Problem requirements -
In the listing below, how many lines contain the string "BoxStream"? Answer with the number only.

**** Material shown ****

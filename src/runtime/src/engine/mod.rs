//! Container engine access.
//!
//! [`Engine`] is the subset of the Docker Engine API the watcher needs.
//! [`HttpEngine`] talks to a daemon over HTTP; tests substitute their own
//! implementation.

pub mod http;
pub mod types;

pub use http::{HttpEngine, HttpEngineFactory};
pub use types::*;

use crate::directory::{Device, DeviceAuth};
use a3s_watch_core::error::Result;
use async_trait::async_trait;
use bytes::Bytes;
use futures::stream::BoxStream;
use std::sync::Arc;

/// Stream of raw bytes (image pulls, archives)
pub type ByteStream = BoxStream<'static, Result<Bytes>>;

/// Stream of engine events
pub type EventStream = BoxStream<'static, Result<EngineEvent>>;

/// Docker-compatible engine API
#[async_trait]
pub trait Engine: Send + Sync {
    /// Daemon information; used as a connectivity check.
    async fn info(&self) -> Result<EngineInfo>;

    /// List containers; all states when `all`, running ones otherwise.
    async fn list_containers(&self, all: bool) -> Result<Vec<ContainerSummary>>;

    async fn inspect_container(&self, id: &str) -> Result<ContainerInspect>;

    async fn inspect_image(&self, name: &str) -> Result<ImageInspect>;

    /// Registry-side platform information for an image.
    async fn distribution(&self, name: &str) -> Result<DistributionInspect>;

    async fn list_images(&self) -> Result<Vec<ImageSummary>>;

    async fn list_networks(&self) -> Result<Vec<NetworkSummary>>;

    async fn list_volumes(&self) -> Result<Vec<VolumeSummary>>;

    /// Subscribe to container events with the given actions.
    async fn events(&self, actions: &[&str]) -> Result<EventStream>;

    /// One stats sample for a container.
    async fn container_stats(&self, id: &str) -> Result<ContainerStats>;

    /// Pull an image and wait for the pull to finish.
    async fn pull_image(&self, image: &str, tag: &str) -> Result<()>;

    /// Create a container, returning its id.
    async fn create_container(&self, options: &CreateContainerOptions) -> Result<String>;

    async fn start_container(&self, id: &str) -> Result<()>;

    /// Block until the container exits, returning its exit code.
    async fn wait_container(&self, id: &str) -> Result<i64>;

    /// Tar archive of a path inside a container.
    async fn container_archive(&self, id: &str, path: &str) -> Result<ByteStream>;

    /// Stop a container, killing it after `timeout_secs`.
    async fn stop_container(&self, id: &str, timeout_secs: u32) -> Result<()>;

    async fn remove_container(&self, id: &str) -> Result<()>;
}

/// Opens engine connections for devices.
#[async_trait]
pub trait EngineFactory: Send + Sync {
    async fn connect(&self, device: &Device, auth: &DeviceAuth) -> Result<Arc<dyn Engine>>;
}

****

Output -
3